Skeptics claim to have discovered an error in the New Testament —claiming Jesus was not in the tomb for three full 24-hour periods like he prophesied.

He was buried Friday afternoon and rose early Sunday morning.That seems to be only one full day and two nights.

Has the skeptic found an error in the Bible? How does one respond?

“For just as Jonah was three days and three nights in the belly of the sea monster, so will the Son of Man be three days and three nights in the heart of the earth”
(Matt. 12:38?40)

***************************************

Then some of the scribes and Pharisees said to him, “Teacher, we wish to see a sign from you.” But he answered them, “An evil and adulterous generation seeks for a sign; but no sign shall be given to it except the sign of the prophet Jonah. For as Jonah was three days and three nights in the belly of the whale, so will the Son of man be three days and three nights in the heart of the earth.”

It is clear that Jesus rejects the call to perform various signs before the Jewish leaders in order to justify his claims and actions. Jesus would not give them signs, however, for he did not come primarily to be a wonder-worker but a Savior. His miracles were performed to display his power and identity and out of mercy to help the poor and sick.
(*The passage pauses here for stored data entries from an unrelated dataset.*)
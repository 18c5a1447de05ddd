//! The blockchain node the service consults for chain facts.

use thiserror::Error;

use crate::model::{
    hash::TxHash,
    network::NetworkParams,
    tx::{Transaction, TxError},
};

mod rpc;

pub use self::rpc::RpcNode;

#[derive(Debug, Error)]
pub enum NodeError {
    #[error("transaction not found: {0}")]
    NotFound(String),
    /// The transaction spends outputs the node has not seen. Recoverable once
    /// the transactions creating them are mined.
    #[error("transaction references unknown outputs: {0}")]
    UnknownOutputs(String),
    #[error("node rpc error {code}: {message}")]
    Rpc { code: i64, message: String },
    #[error("could not reach node: {0}")]
    Transport(#[from] reqwest::Error),
    #[error("malformed node response: {0}")]
    Malformed(String),
}

/// A transaction as the node reports it.
#[derive(Debug, Clone, PartialEq, Eq)]
pub struct RawTransaction {
    pub hash: TxHash,
    pub hex: String,
    /// Zero while unmined.
    pub confirmations: i64,
}

impl RawTransaction {
    pub fn decode(&self) -> Result<Transaction, TxError> {
        Transaction::from_hex(&self.hex)
    }
}

#[rocket::async_trait]
pub trait Node: Send + Sync {
    async fn get_raw_transaction(&self, hash: &TxHash) -> Result<RawTransaction, NodeError>;

    /// Is the ticket currently in the live ticket pool?
    async fn exists_live_ticket(&self, hash: &TxHash) -> Result<bool, NodeError>;

    /// Submit a hex-encoded transaction to the network. Resubmitting a
    /// transaction the node already holds succeeds.
    async fn broadcast_transaction(&self, hex: &str) -> Result<(), NodeError>;

    /// Can this ticket still vote, now or in future?
    ///
    /// Tickets past maturity plus expiry are too old. Immature tickets will
    /// be able to. Mature ones can iff they are live.
    async fn can_ticket_vote(
        &self,
        ticket: &RawTransaction,
        params: &NetworkParams,
    ) -> Result<bool, NodeError> {
        if ticket.confirmations > params.max_ticket_confirmations() {
            return Ok(false);
        }
        if ticket.confirmations <= i64::from(params.ticket_maturity) {
            return Ok(true);
        }
        self.exists_live_ticket(&ticket.hash).await
    }
}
Jesus performed many miracles in private and with a warning not to tell others about them. Yet, one great miracle would be given as a definitive sign. This would be the “sign of Jonah,” his resurrection from the “heart of the earth.”

The main problem encountered in Matthew 12:38-40 involves the temporal designation “three days and three nights.” Interpreting this designation literally, some try to solve the “problem” by arguing that Jesus was really crucified on Thursday rather than Friday. A Friday crucifixion and a Sunday resurrection do not provide sufficient time for three days and three nights.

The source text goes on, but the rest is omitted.